_What you should do_
Here is the task for the records below: repeat exactly the lines from the one with "assert_eq!(on_the_clock(5, 1, 4), 1);" to the one with "on_the_clock(round, pick, count))", both included, and nothing else.

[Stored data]
========
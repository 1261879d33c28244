//! Fresh, consistent views of a draft for broadcasting.
//!
//! Each snapshot is read inside one transaction so draft header, participants
//! and picks all come from the same committed state. Nothing is cached.

use sqlx::SqlitePool;

use crate::dto::draft_dto::{
    Draft, DraftSnapshot, DraftStatus, TournamentSnapshot, TransferSnapshot,
};
use crate::dto::ws_dto::ServerMessage;
use crate::error::DraftError;
use crate::services::{standings, store, turn};

#[derive(Debug, Clone, Copy, PartialEq, Eq)]
pub enum SnapshotKind {
    Draft,
    /// Tournament view; drafts not yet in tournament status get the draft view.
    Tournament,
}

/// Draft order on the clock, or `None` outside the active phase.
pub fn current_picker(draft: &Draft) -> Option<i64> {
    if draft.status != DraftStatus::Active || draft.participant_count == 0 {
        return None;
    }
    Some(turn::on_the_clock(
        draft.current_round,
        draft.current_pick_in_round,
        draft.participant_count,
    ))
}

pub async fn draft_snapshot(pool: &SqlitePool, code: &str) -> Result<DraftSnapshot, DraftError> {
    let mut tx = pool.begin().await?;
    let draft = store::find_draft(&mut *tx, code).await?;
    let participants = store::list_participants(&mut *tx, draft.id).await?;
    let picks = store::list_picks(&mut *tx, draft.id).await?;
    tx.commit().await?;

    Ok(DraftSnapshot {
        current_picker: current_picker(&draft),
        draft,
        participants,
        picks,
    })
}

/// Tournament data for a draft that has finished picking.
///
/// Fails with `InvalidState` while the draft is still waiting or active.
pub async fn tournament_snapshot(
    pool: &SqlitePool,
    code: &str,
) -> Result<TournamentSnapshot, DraftError> {
    let mut tx = pool.begin().await?;
    let draft = store::find_draft(&mut *tx, code).await?;
    if !matches!(draft.status, DraftStatus::Completed | DraftStatus::Tournament) {
        return Err(DraftError::InvalidState("draft is not completed yet".into()));
    }
    let participants = store::list_participants(&mut *tx, draft.id).await?;
    let matches = store::list_matches(&mut *tx, draft.id).await?;
    tx.commit().await?;

    Ok(TournamentSnapshot {
        standings: standings::compute_standings(&participants, &matches),
        draft,
        participants,
        matches,
    })
}

/// Picks of a completed draft with full player details, league included.
pub async fn transfer_snapshot(
    pool: &SqlitePool,
    code: &str,
) -> Result<TransferSnapshot, DraftError> {
    let mut tx = pool.begin().await?;
    let draft = store::find_draft(&mut *tx, code).await?;
    if !matches!(draft.status, DraftStatus::Completed | DraftStatus::Tournament) {
        return Err(DraftError::InvalidState("draft is not completed yet".into()));
    }
    let picks = store::list_picks(&mut *tx, draft.id).await?;
    tx.commit().await?;

    Ok(TransferSnapshot { draft, picks })
}

/// The message a room pushes for `kind`.
pub async fn assemble(
    pool: &SqlitePool,
    code: &str,
    kind: SnapshotKind,
) -> Result<ServerMessage, DraftError> {
    if kind == SnapshotKind::Tournament {
        let draft = store::find_draft(pool, code).await?;
        if draft.status == DraftStatus::Tournament {
            return Ok(ServerMessage::TournamentState(
                tournament_snapshot(pool, code).await?,
            ));
        }
    }
    Ok(ServerMessage::DraftState(draft_snapshot(pool, code).await?))
}
//! Turn order, rating tiers and quota rules for a draft.
//!
//! Everything here is a pure function of the draft counters. Whose turn it is
//! is never stored; it is derived from `(round, pick_in_round, participant_count)`
//! by [`on_the_clock`], which both the pick engine and snapshot assembly use.

use serde::{Deserialize, Serialize};

use crate::dto::draft_dto::Participant;
use crate::error::DraftError;

/// Players rated at or above this are reserved and cannot be picked.
pub const INELIGIBLE_RATING: i64 = 90;

pub const MAX_85_89: i64 = 1;
pub const MAX_80_84: i64 = 4;
pub const MAX_79_AND_BELOW: i64 = 6;

/// One pick per quota slot.
pub const TOTAL_ROUNDS: i64 = MAX_85_89 + MAX_80_84 + MAX_79_AND_BELOW;

/// Draft order value (1-based) of the participant whose turn it is.
///
/// The starting position rotates by one each round: with four participants,
/// round 1 runs 1,2,3,4 and round 2 runs 2,3,4,1.
pub fn on_the_clock(round: i64, pick_in_round: i64, participant_count: i64) -> i64 {
    debug_assert!(participant_count > 0);
    let starting = (round - 1).rem_euclid(participant_count) + 1;
    (starting + pick_in_round - 2).rem_euclid(participant_count) + 1
}

/// Counters after a pick is committed: `(round, pick_in_round)`.
pub fn next_turn(round: i64, pick_in_round: i64, participant_count: i64) -> (i64, i64) {
    if pick_in_round < participant_count {
        (round, pick_in_round + 1)
    } else {
        (round + 1, 1)
    }
}

/// Global 1-based sequence number of the pick made at these counters.
pub fn overall_pick_number(round: i64, pick_in_round: i64, participant_count: i64) -> i64 {
    (round - 1) * participant_count + pick_in_round
}

#[derive(Debug, Clone, Copy, PartialEq, Eq, Serialize, Deserialize)]
pub enum RatingTier {
    #[serde(rename = "85-89")]
    From85To89,
    #[serde(rename = "80-84")]
    From80To84,
    /// Labelled "75-79" for historical reasons; covers every rating up to 79.
    #[serde(rename = "75-79")]
    UpTo79,
}

impl RatingTier {
    pub fn classify(rating: Option<i64>) -> Result<RatingTier, DraftError> {
        match rating {
            Some(r) if r >= INELIGIBLE_RATING => Err(DraftError::Ineligible { rating }),
            Some(r) if r >= 85 => Ok(RatingTier::From85To89),
            Some(r) if r >= 80 => Ok(RatingTier::From80To84),
            Some(_) => Ok(RatingTier::UpTo79),
            None => Err(DraftError::Ineligible { rating: None }),
        }
    }

    pub fn label(&self) -> &'static str {
        match self {
            RatingTier::From85To89 => "85-89",
            RatingTier::From80To84 => "80-84",
            RatingTier::UpTo79 => "75-79",
        }
    }

    pub fn describe(&self) -> &'static str {
        match self {
            RatingTier::From85To89 => "85-89 rated players",
            RatingTier::From80To84 => "80-84 rated players",
            RatingTier::UpTo79 => "players rated 79 or below",
        }
    }

    pub fn limit(&self) -> i64 {
        match self {
            RatingTier::From85To89 => MAX_85_89,
            RatingTier::From80To84 => MAX_80_84,
            RatingTier::UpTo79 => MAX_79_AND_BELOW,
        }
    }

    /// Picks the participant already holds against this tier's cap.
    ///
    /// The low tier has two counters (`picks_75_79` and the legacy
    /// `picks_up_to_74`) that share one cap. New picks only ever increment
    /// `picks_75_79`.
    pub fn used_by(&self, participant: &Participant) -> i64 {
        match self {
            RatingTier::From85To89 => participant.picks_85_89,
            RatingTier::From80To84 => participant.picks_80_84,
            RatingTier::UpTo79 => participant.picks_75_79 + participant.picks_up_to_74,
        }
    }

    /// Counter column incremented when a pick lands in this tier.
    pub fn counter_column(&self) -> &'static str {
        match self {
            RatingTier::From85To89 => "picks_85_89",
            RatingTier::From80To84 => "picks_80_84",
            RatingTier::UpTo79 => "picks_75_79",
        }
    }

    pub fn check_quota(&self, participant: &Participant) -> Result<(), DraftError> {
        let current = self.used_by(participant);
        let limit = self.limit();
        if current >= limit {
            return Err(DraftError::QuotaExceeded {
                tier: *self,
                current,
                limit,
            });
        }
        Ok(())
    }
}

#[cfg(test)]
mod tests {
    use super::*;
    use chrono::Utc;

    fn participant(p8589: i64, p8084: i64, p7579: i64, p74: i64) -> Participant {
        Participant {
            id: 1,
            draft_id: 1,
            name: "ana".into(),
            draft_order: 1,
            is_admin: false,
            joined_at: Utc::now(),
            picks_85_89: p8589,
            picks_80_84: p8084,
            picks_75_79: p7579,
            picks_up_to_74: p74,
        }
    }

    #[test]
    fn on_the_clock_rotates_starting_position() {
        assert_eq!(on_the_clock(1, 1, 4), 1);
        assert_eq!(on_the_clock(1, 4, 4), 4);
        assert_eq!(on_the_clock(2, 1, 4), 2);
        assert_eq!(on_the_clock(2, 4, 4), 1);
        assert_eq!(on_the_clock(5, 1, 4), 1);
        assert_eq!(on_the_clock(3, 2, 2), 2);
    }

    #[test]
    fn every_round_visits_each_order_once() {
        for count in 2..=6 {
            for round in 1..=TOTAL_ROUNDS {
                let mut seen: Vec<i64> = (1..=count)
                    .map(|pick| on_the_clock(round, pick, count))
                    .collect();
                seen.sort();
                assert_eq!(seen, (1..=count).collect::<Vec<_>>());
            }
        }
    }

    #[test]
    fn next_turn_wraps_at_end_of_round() {
        assert_eq!(next_turn(1, 1, 4), (1, 2));
        assert_eq!(next_turn(1, 3, 4), (1, 4));
        assert_eq!(next_turn(1, 4, 4), (2, 1));
        assert_eq!(next_turn(11, 4, 4), (12, 1));
    }

    #[test]
    fn overall_pick_number_is_sequential() {
        assert_eq!(overall_pick_number(1, 1, 4), 1);
        assert_eq!(overall_pick_number(1, 4, 4), 4);
        assert_eq!(overall_pick_number(2, 1, 4), 5);
        assert_eq!(overall_pick_number(11, 4, 4), 44);
    }

    #[test]
    fn classify_tier_boundaries() {
        assert!(matches!(
            RatingTier::classify(Some(90)),
            Err(DraftError::Ineligible { rating: Some(90) })
        ));
        assert!(matches!(
            RatingTier::classify(None),
            Err(DraftError::Ineligible { rating: None })
        ));
        assert_eq!(RatingTier::classify(Some(89)).unwrap(), RatingTier::From85To89);
        assert_eq!(RatingTier::classify(Some(85)).unwrap(), RatingTier::From85To89);
        assert_eq!(RatingTier::classify(Some(84)).unwrap(), RatingTier::From80To84);
        assert_eq!(RatingTier::classify(Some(80)).unwrap(), RatingTier::From80To84);
        assert_eq!(RatingTier::classify(Some(79)).unwrap(), RatingTier::UpTo79);
        assert_eq!(RatingTier::classify(Some(61)).unwrap(), RatingTier::UpTo79);
    }

    #[test]
    fn top_tier_allows_a_single_pick() {
        assert!(RatingTier::From85To89.check_quota(&participant(0, 0, 0, 0)).is_ok());
        match RatingTier::From85To89.check_quota(&participant(1, 0, 0, 0)) {
            Err(DraftError::QuotaExceeded { current, limit, .. }) => {
                assert_eq!((current, limit), (1, 1));
            }
            other => panic!("expected quota error, got {other:?}"),
        }
    }

    #[test]
    fn low_tier_counters_share_one_cap() {
        assert!(RatingTier::UpTo79.check_quota(&participant(0, 0, 3, 2)).is_ok());
        match RatingTier::UpTo79.check_quota(&participant(0, 0, 4, 2)) {
            Err(DraftError::QuotaExceeded { tier, current, limit }) => {
                assert_eq!(tier, RatingTier::UpTo79);
                assert_eq!((current, limit), (6, 6));
            }
            other => panic!("expected quota error, got {other:?}"),
        }
        assert_eq!(RatingTier::UpTo79.counter_column(), "picks_75_79");
    }

    #[test]
    fn total_rounds_matches_quota_slots() {
        assert_eq!(TOTAL_ROUNDS, 11);
    }
}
========
_Reply to the task_
        assert_eq!(on_the_clock(5, 1, 4), 1);
        assert_eq!(on_the_clock(3, 2, 2), 2);
    }

    #[test]
    fn every_round_visits_each_order_once() {
        for count in 2..=6 {
            for round in 1..=TOTAL_ROUNDS {
                let mut seen: Vec<i64> = (1..=count)
                    .map(|pick| on_the_clock(round, pick, count))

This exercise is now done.